Rt Honourable Alan Johnson, MP
Secretary of State for the Home Office
3rd Floor, Peel Buildings
2 Marsham St, London SW1 4DF


Fax: 020 8760 3132
Email: UKBApublicenquiries@UKBA.gsi.gov.uk

Dear Home Secretary

I am writing to ask you to grant leave to remain, with the right to work, to the SOAS cleaners, Marina Silva, who has claimed asylum and Rosa de Perez who are currently being held in Yarl’s Wood IRC. We are deeply concerned that five of their colleagues were deported within 48 hours of the raid on SOAS, without any chance to put their case for being granted the right to stay and in some cases breaking up family relationships.

Marina and Rosa are two of the nine cleaners who were arrested in a raid by around 40 officers of the Border Agency on Friday 12th June 2009, on campus at the School of Oriental and African Studies (SOAS). They are charged with overstaying visas—but both women have had good reasons to enter the UK and an urgent need to work to support themselves and their families. Both have worked hard for ISS, a company that is notorious for exploiting migrant labour, for low wages.

Marina is sixty-three years old. She is from Bolivia and her husband was killed in an honour killing after which she was threatened and harassed until she was forced to leave her home. She has been living in the UK for several years and has made a life here. She is ill and was due a hospital appointment on the day of the raid. She has now made an application to stay to be safe and to live in dignity in the UK. These women are not criminals, they are hard working people on low pay who have worked to pay their bills and support their family in the dirty and undignified job as a cleaner. I believe that they should not be treated as criminals.

While Rosa has not sought to resist removal, she will be returned to extreme poverty in Nicaragua and will be unable to support her family—having four children who in the economic crisis of her home country have no other means of support. She will be unemployed when returned.

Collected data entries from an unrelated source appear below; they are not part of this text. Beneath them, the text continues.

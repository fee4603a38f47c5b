//! NMT codec: module control commands, node guard requests, and heartbeat
//! parsing.

use crate::error::CanOpenError;
use crate::frame::{self, Frame, Timestamp};

/// A node's reported NMT state, as carried in byte 0 of a heartbeat frame.
#[derive(Debug, Clone, Copy, PartialEq, Eq)]
pub enum NodeState {
    Initializing,
    Stopped,
    Operational,
    PreOperational,
}

impl NodeState {
    pub fn from_byte(byte: u8) -> Option<NodeState> {
        match byte {
            0x00 => Some(NodeState::Initializing),
            0x04 => Some(NodeState::Stopped),
            0x05 => Some(NodeState::Operational),
            0x7F => Some(NodeState::PreOperational),
            _ => None,
        }
    }

    pub fn as_byte(self) -> u8 {
        match self {
            NodeState::Initializing => 0x00,
            NodeState::Stopped => 0x04,
            NodeState::Operational => 0x05,
            NodeState::PreOperational => 0x7F,
        }
    }
}

/// A requested NMT state transition, as sent in a module control command.
#[derive(Debug, Clone, Copy, PartialEq, Eq)]
pub enum NodeStateTransition {
    Start,
    Stop,
    EnterPreOperational,
    Reset,
    ResetCommunication,
}

impl NodeStateTransition {
    pub fn as_byte(self) -> u8 {
        match self {
            NodeStateTransition::Start => 0x01,
            NodeStateTransition::Stop => 0x02,
            NodeStateTransition::EnterPreOperational => 0x80,
            NodeStateTransition::Reset => 0x81,
            NodeStateTransition::ResetCommunication => 0x82,
        }
    }
}

/// Builds the NMT module control command frame that drives `nodeId` through
/// `transition`.
pub fn make_module_control_command(transition: NodeStateTransition, node_id: u8) -> Frame {
    Frame::new(
        frame::broadcast::NMT_MODULE_CONTROL,
        &[transition.as_byte(), node_id],
        Timestamp::NULL,
    )
}

/// Builds a node guard request (a zero-length remote frame in real CAN
/// hardware; modeled here simply as a zero-length data frame, since RTR
/// framing is a transport concern).
pub fn make_nmt_node_guard(node_id: u8) -> Frame {
    Frame::new(frame::function::NMT_HEARTBEAT + node_id as u16, &[], Timestamp::NULL)
}

/// Parses a heartbeat frame, returning `(nodeId, state)`. Fails with
/// [`CanOpenError::BadMessage`] if the frame's function code isn't
/// `NMT_HEARTBEAT`, or [`CanOpenError::ParseError`] if byte 0 isn't a
/// recognized node state.
pub fn parse_heartbeat(frame: &Frame) -> Result<(u8, NodeState), CanOpenError> {
    if frame::get_function_code(frame) != frame::function::NMT_HEARTBEAT {
        return Err(CanOpenError::BadMessage(format!(
            "frame with can_id {:#06x} is not a heartbeat",
            frame.can_id
        )));
    }
    let payload = frame.payload();
    let byte = payload.first().copied().unwrap_or(0);
    let state = NodeState::from_byte(byte)
        .ok_or_else(|| CanOpenError::ParseError(format!("unrecognized node state byte {byte:#04x}")))?;
    Ok((frame::get_node_id(frame), state))
}

#[cfg(test)]
mod tests {
    use super::*;

    #[test]
    fn module_control_command_shape() {
        let f = make_module_control_command(NodeStateTransition::ResetCommunication, 5);
        assert_eq!(f.can_id, 0x000);
        assert_eq!(f.payload(), &[0x82, 0x05]);
    }

    #[test]
    fn node_guard_shape() {
        let f = make_nmt_node_guard(3);
        assert_eq!(f.can_id, 0x703);
        assert_eq!(f.size, 0);
    }

    #[test]
    fn parse_heartbeat_stopped() {
        let f = Frame::new(0x702, &[0x04], Timestamp::from_ticks(1));
        let (node_id, state) = parse_heartbeat(&f).unwrap();
        assert_eq!(node_id, 2);
        assert_eq!(state, NodeState::Stopped);
    }

    #[test]
    fn parse_heartbeat_bootup_is_initializing() {
        let f = Frame::new(0x702, &[0x00], Timestamp::from_ticks(1));
        let (_, state) = parse_heartbeat(&f).unwrap();
        assert_eq!(state, NodeState::Initializing);
    }

    #[test]
    fn parse_heartbeat_rejects_wrong_function_code() {
        let f = Frame::new(0x582, &[0x04], Timestamp::from_ticks(1));
        assert!(matches!(parse_heartbeat(&f), Err(CanOpenError::BadMessage(_))));
    }
}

She is in urgent need of the compassion to allow her, now she is here, the ability to stay and to work to support her children and I would ask for a work permit to allow her to continue to work, but in dignity.

While I recognize that their overstay was unlawful, the manner of their detainment at SOAS was shockingly aggressive, disproportionate, deceiving and unnecessary. The cleaning company, which employs the cleaners, ISS, had collaborated with the UK Border Agency to arrest the workers through the pretence of an “emergency staff meeting” at 6.30am on Friday 12th June. Once 40 officers, dressed in riot gear, were hidden around the meeting and managers barred exit during the first part of the meeting before the immigration officers pounced on workers. The SOAS campus was sealed off while workers were locked in a room, and then questioned one by one in an adjacent room. Union representatives trying to bring water and aid to their members—including a woman more than six months pregnant—were denied access and not allowed to provide any legal aid for their members, who should have had the right to a solicitor.

I am very concerned about these workers who were employed by ISS, a company that had just been forced to grant union recognition and to pay the London Living Wage to its cleaners working in SOAS. I am especially concerned that the raid took place on the very morning on which cleaners were to rally in support of their sacked UNISON trade union branch chair, who was also an ISS employee. Rosa and Maria are just two of the thousands of migrant workers, refugee and asylum seekers who make a valuable contribution to our society. Like so many who work unsocial hours for low pay, they are making a valuable contribution to society, and they should not be punished and hunted like criminals for this.


I am deeply concerned at what appears to be UKBA officials being used to discipline workers in the process of unionising and appeal for permission to stay and work to be granted to the SOAS workers. All of these people are working and supporting themselves as well as paying taxes and national insurance contributions. You will be aware of the research which shows the greater than average economic contribution of working migrants who are single and without dependents in the UK.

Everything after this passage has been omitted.